In der Kaiserzeit folgte eine Phase, in der wir eher von Quaden und Markomannen hören. Tacitus nennt 98 n. Chr. neben diesen viele Stämme, die zum Volk der Sueben zählen, beispielsweise auch die Langobarden. Erst im 4. nachchristlichen Jahrhundert taucht der Name der Sueben selbst wieder häufiger in den Überlieferungen auf, vielleicht als Stammeseinheiten, die aus den Quaden und Markomannen hervorgegangen sind, sich aber gegenüber diesen abgrenzen wollten. Bei der Vielfalt der Nutzung dieses Namens wundert es nicht, dass wir Sueben in der Slowakei finden, wo ein Verband unter einem gewissen Hunimund (um 465) 469 bei Bolia den Ostgoten unterlag, nach Westen floh und sich dort den Alemannen anschloss. Drei Jahrhunderte zuvor finden wir die Neckarsueben in der Gegend zwischen Mannheim und Heidelberg, wo sich eine Ortschaft Ulpia Sueborum Nicretum befunden hat. Dies alles spricht eher für die vielfältige Nutzung eines prestigeträchtigen Namens als für eine konsistente Entwicklung eines einheitlichen Volksstamms. Wer also genau 406/407 den Rhein überschritt und sich als Suebe bezeichnete, das wissen wir nicht.
Die Sueben in Spanien
Gemeinsam mit Vandalen und Alanen zogen diese Sueben nach dem Rheinübergang plündernd durch Gallien und erreichten 409 Hispanien. Bei der wie auch immer im einzelnen gelaufenen Aufteilung der Halbinsel erhielten sie die Provinz Gallaecia, also den Nordwesten, mit dem heute portugiesischen Braga als Hauptstadt zugesprochen.
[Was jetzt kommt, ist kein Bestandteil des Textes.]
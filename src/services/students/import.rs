//! 学生批量导入（JSON 与 CSV）

use actix_multipart::Multipart;
use actix_web::{HttpRequest, HttpResponse, Result as ActixResult};
use futures_util::StreamExt;
use std::collections::HashSet;
use std::io::Cursor;
use tracing::info;

use super::StudentService;
use crate::config::AppConfig;
use crate::models::students::requests::{ImportStudentRow, ImportStudentsRequest};
use crate::models::students::responses::ImportRowError;
use crate::models::{ApiResponse, ErrorCode};
use crate::services::access::{current_user_id, ensure_owner};
use crate::services::{bad_request, error_response};
use crate::storage::OwnedResource;

/// 首行首列为这些词时视为表头
const HEADER_WORDS: &[&str] = &[
    "matricula",
    "matrícula",
    "registration",
    "identificador",
    "ra",
    "id",
];

/// 带行号的导入行（行号从 1 开始，对应文件中的实际行）
#[derive(Debug, Clone, PartialEq)]
struct NumberedRow {
    row: usize,
    student: ImportStudentRow,
}

/// 上传的 CSV 与附带字段
struct CsvUpload {
    data: Vec<u8>,
    class_id: Option<i64>,
}

pub async fn import_students_json(
    service: &StudentService,
    request: &HttpRequest,
    data: ImportStudentsRequest,
) -> ActixResult<HttpResponse> {
    let rows = data
        .students
        .into_iter()
        .enumerate()
        .map(|(i, student)| NumberedRow { row: i + 1, student })
        .collect();

    import_rows(service, request, rows, data.class_id).await
}

pub async fn import_students_csv(
    service: &StudentService,
    request: &HttpRequest,
    mut payload: Multipart,
) -> ActixResult<HttpResponse> {
    let config = AppConfig::get();

    let upload = match read_upload(&mut payload, config.import.max_file_size).await {
        Ok(upload) => upload,
        Err(e) => {
            return Ok(bad_request(
                ErrorCode::FileUploadFailed,
                format!("Failed to read uploaded file: {e}"),
            ));
        }
    };

    let rows = match parse_csv(&upload.data) {
        Ok(rows) => rows,
        Err(e) => return Ok(bad_request(ErrorCode::ImportFileParseFailed, e)),
    };

    import_rows(service, request, rows, upload.class_id).await
}

async fn import_rows(
    service: &StudentService,
    request: &HttpRequest,
    rows: Vec<NumberedRow>,
    class_id: Option<i64>,
) -> ActixResult<HttpResponse> {
    let storage = service.get_storage(request);
    let max_rows = AppConfig::get().import.max_rows;

    if let Some(class_id) = class_id {
        let user_id = match current_user_id(request) {
            Ok(id) => id,
            Err(resp) => return Ok(resp),
        };
        if let Err(resp) = ensure_owner(&storage, user_id, OwnedResource::Class, class_id).await {
            return Ok(resp);
        }
    }

    if rows.is_empty() {
        return Ok(bad_request(
            ErrorCode::ImportFileDataInvalid,
            "No student rows to import",
        ));
    }
    if rows.len() > max_rows {
        return Ok(bad_request(
            ErrorCode::ImportFileDataInvalid,
            format!("At most {max_rows} rows can be imported at once"),
        ));
    }

    let total = rows.len();
    let (valid, errors) = validate_rows(rows);
    let failed: HashSet<usize> = errors.iter().map(|e| e.row).collect();

    let mut summary = match storage.import_students(valid, class_id).await {
        Ok(summary) => summary,
        Err(e) => return Ok(error_response(&e, ErrorCode::StudentAlreadyExists)),
    };
    summary.total = total;
    summary.failed = failed.len();
    summary.errors = errors;

    info!(
        "Student import: {} rows, {} created, {} updated, {} enrolled, {} failed",
        summary.total, summary.created, summary.updated, summary.enrolled, summary.failed
    );

    Ok(HttpResponse::Ok().json(ApiResponse::success(summary, "Import completed")))
}

/// 必填校验与文件内学号去重；返回可写入的行与逐行错误
fn validate_rows(rows: Vec<NumberedRow>) -> (Vec<ImportStudentRow>, Vec<ImportRowError>) {
    let mut valid = Vec::new();
    let mut errors = Vec::new();
    let mut seen = HashSet::new();

    for NumberedRow { row, student } in rows {
        let registration = student.registration.trim().to_string();
        let name = student.name.trim().to_string();
        let mut ok = true;

        if registration.is_empty() {
            ok = false;
            errors.push(ImportRowError {
                row,
                field: "registration".to_string(),
                message: "Registration is required".to_string(),
            });
        }
        if name.is_empty() {
            ok = false;
            errors.push(ImportRowError {
                row,
                field: "name".to_string(),
                message: "Name is required".to_string(),
            });
        }
        if ok && !seen.insert(registration.clone()) {
            ok = false;
            errors.push(ImportRowError {
                row,
                field: "registration".to_string(),
                message: format!("Registration {registration} appears more than once"),
            });
        }

        if ok {
            valid.push(ImportStudentRow { registration, name });
        }
    }

    (valid, errors)
}

async fn read_upload(payload: &mut Multipart, max_size: usize) -> Result<CsvUpload, String> {
    let mut data = Vec::new();
    let mut class_id = None;
    let mut found_file = false;

    while let Some(item) = payload.next().await {
        let mut field = item.map_err(|e| format!("invalid multipart field: {e}"))?;
        let name = field.name().unwrap_or_default().to_string();

        let mut bytes = Vec::new();
        while let Some(chunk) = field.next().await {
            let chunk = chunk.map_err(|e| format!("failed to read data: {e}"))?;
            if bytes.len() + chunk.len() > max_size {
                return Err(format!("file exceeds {max_size} bytes"));
            }
            bytes.extend_from_slice(&chunk);
        }

        match name.as_str() {
            "file" => {
                found_file = true;
                data = bytes;
            }
            "class_id" | "turma_id" => {
                let text = String::from_utf8_lossy(&bytes).trim().to_string();
                if !text.is_empty() {
                    class_id = Some(
                        text.parse::<i64>()
                            .map_err(|_| format!("invalid class_id: {text}"))?,
                    );
                }
            }
            _ => {}
        }
    }

    if !found_file || data.is_empty() {
        return Err("file field is missing or empty".to_string());
    }

    Ok(CsvUpload { data, class_id })
}

/// 首行分号多于逗号时按分号分隔，否则按逗号
fn detect_delimiter(data: &[u8]) -> u8 {
    let first_line = data.split(|b| *b == b'\n').next().unwrap_or_default();
    let count = |needle: u8| first_line.iter().filter(|b| **b == needle).count();
    if count(b';') > count(b',') { b';' } else { b',' }
}

fn is_header(cell: &str) -> bool {
    let cell = cell.trim().to_lowercase();
    HEADER_WORDS.contains(&cell.as_str())
}

fn parse_csv(data: &[u8]) -> Result<Vec<NumberedRow>, String> {
    let data = data.strip_prefix(b"\xEF\xBB\xBF").unwrap_or(data);

    let mut reader = csv::ReaderBuilder::new()
        .has_headers(false)
        .flexible(true)
        .trim(csv::Trim::All)
        .delimiter(detect_delimiter(data))
        .from_reader(Cursor::new(data));

    let mut rows = Vec::new();
    for (index, result) in reader.records().enumerate() {
        let record = result.map_err(|e| format!("Failed to parse line {}: {e}", index + 1))?;
        let row = record
            .position()
            .map(|p| p.line() as usize)
            .unwrap_or(index + 1);

        let registration = record.get(0).unwrap_or_default();
        let name = record.get(1).unwrap_or_default();

        if index == 0 && is_header(registration) {
            continue;
        }
        if registration.is_empty() && name.is_empty() {
            continue;
        }

        rows.push(NumberedRow {
            row,
            student: ImportStudentRow {
                registration: registration.to_string(),
                name: name.to_string(),
            },
        });
    }

    Ok(rows)
}

#[cfg(test)]
mod tests {
    use super::*;

    fn student(registration: &str, name: &str) -> ImportStudentRow {
        ImportStudentRow {
            registration: registration.to_string(),
            name: name.to_string(),
        }
    }

    #[test]
    fn test_detect_delimiter() {
        assert_eq!(detect_delimiter(b"123;Ana\n456,Bia"), b';');
        assert_eq!(detect_delimiter(b"123,Ana\n456;Bia"), b',');
        assert_eq!(detect_delimiter(b""), b',');
        assert_eq!(detect_delimiter(b"2024001,\"Souza; Ana\""), b',');
        assert_eq!(detect_delimiter(b"2024001;\"Souza, Ana\";x"), b';');
    }

    #[test]
    fn test_parse_comma_with_semicolon_in_quoted_name() {
        let rows = parse_csv(b"2024001,\"Souza; Ana\"\n2024002,Bruno\n").unwrap();
        assert_eq!(rows.len(), 2);
        assert_eq!(rows[0].student, student("2024001", "Souza; Ana"));
        assert_eq!(rows[1].student, student("2024002", "Bruno"));
    }

    #[test]
    fn test_parse_comma_with_header() {
        let data = "Matrícula,Nome\n2024001,Ana Souza\n2024002, Bruno Lima \n";
        let rows = parse_csv(data.as_bytes()).unwrap();
        assert_eq!(rows.len(), 2);
        assert_eq!(rows[0].row, 2);
        assert_eq!(rows[0].student, student("2024001", "Ana Souza"));
        assert_eq!(rows[1].student, student("2024002", "Bruno Lima"));
    }

    #[test]
    fn test_parse_semicolon_without_header() {
        let data = "\u{feff}2024001;Ana\r\n2024002;Bia\r\n";
        let rows = parse_csv(data.as_bytes()).unwrap();
        assert_eq!(rows.len(), 2);
        assert_eq!(rows[0].row, 1);
        assert_eq!(rows[1].student, student("2024002", "Bia"));
    }

    #[test]
    fn test_parse_missing_name_is_kept_for_validation() {
        let rows = parse_csv(b"identificador;nome\n2024001\n").unwrap();
        assert_eq!(rows.len(), 1);
        assert_eq!(rows[0].student, student("2024001", ""));

        let (valid, errors) = validate_rows(rows);
        assert!(valid.is_empty());
        assert_eq!(errors.len(), 1);
        assert_eq!(errors[0].field, "name");
        assert_eq!(errors[0].row, 2);
    }

    #[test]
    fn test_validate_rows_rejects_duplicates() {
        let rows = vec![
            NumberedRow {
                row: 1,
                student: student("1", "Ana"),
            },
            NumberedRow {
                row: 2,
                student: student(" 1 ", "Ana Maria"),
            },
            NumberedRow {
                row: 3,
                student: student("", ""),
            },
        ];

        let (valid, errors) = validate_rows(rows);
        assert_eq!(valid, vec![student("1", "Ana")]);
        assert_eq!(errors.len(), 3);
        assert!(errors.iter().any(|e| e.row == 2 && e.field == "registration"));
        assert_eq!(errors.iter().filter(|e| e.row == 3).count(), 2);
    }
}
use actix_web::{HttpResponse, Result as ActixResult, web};

use crate::models::{ApiResponse, AppStartTime, HealthResponse};

pub async fn health(start_time: web::Data<AppStartTime>) -> ActixResult<HttpResponse> {
    Ok(HttpResponse::Ok().json(ApiResponse::success(
        HealthResponse {
            status: "ok".to_string(),
            uptime_seconds: start_time.uptime_seconds(),
        },
        "OK",
    )))
}

pub fn configure_health_routes(cfg: &mut web::ServiceConfig) {
    cfg.route("/api/v1/health", web::get().to(health));
}

#[cfg(test)]
mod tests {
    use super::*;
    use actix_web::{App, test};

    #[actix_web::test]
    async fn test_health_reports_uptime() {
        let start = AppStartTime {
            start_datetime: chrono::Utc::now() - chrono::Duration::seconds(42),
        };
        let app = test::init_service(
            App::new()
                .app_data(web::Data::new(start))
                .configure(configure_health_routes),
        )
        .await;

        let req = test::TestRequest::get().uri("/api/v1/health").to_request();
        let body: serde_json::Value = test::call_and_read_body_json(&app, req).await;

        assert_eq!(body["data"]["status"], "ok");
        assert!(body["data"]["uptime_seconds"].as_i64().unwrap() >= 42);
    }
}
Zunächst mussten sich die Neuankömmlinge mit den bisherigen Machthabern, also den Römern, auseinandersetzen und - was noch anstrengender war - mit den bisherigen Weggenossen. Die Sueben verteidigten ihre neue Heimat immerhin erfolgreich. Hermerich (um 360 bis 441, reg. 406/419 bis 438) konnte eine vandalische Streitmacht besiegen und das Einflussgebiet im Nordwesten auch gegen westgotische Feldzüge sichern und sogar ausbauen. Nachdem die Vandalen sich unter Geiserich weitgehend nach Afrika verzogen hatten, entstand in Spanien ein wenig Freiraum, den die Sueben nutzen konnten.
Hermerichs Sohn Rechila (gest. 448, reg. 438 bis 448) eroberte große Gebiete im Süden der Halbinsel, auch Mérida und Sevilla wurden suebisch. Rechila mag der Vater oder Onkel des uns gut bekannten römischen Heermeisters Ricimer gewesen sein. Unter Rechilas Sohn Rechiar (nach 415 bis 456, reg. 448 bis 456) erreichte das suebische Reich dann seine größte Ausdehnung. Seine Überfälle gingen vom Süden bis in den Nordosten Spaniens, wobei er sich auch auf die Bagauden stützte, Einheimische, meist Bauern oder Hirten, die sich seit langem bewaffnet gegen die römische Oberherrschaft gewehrt hatten.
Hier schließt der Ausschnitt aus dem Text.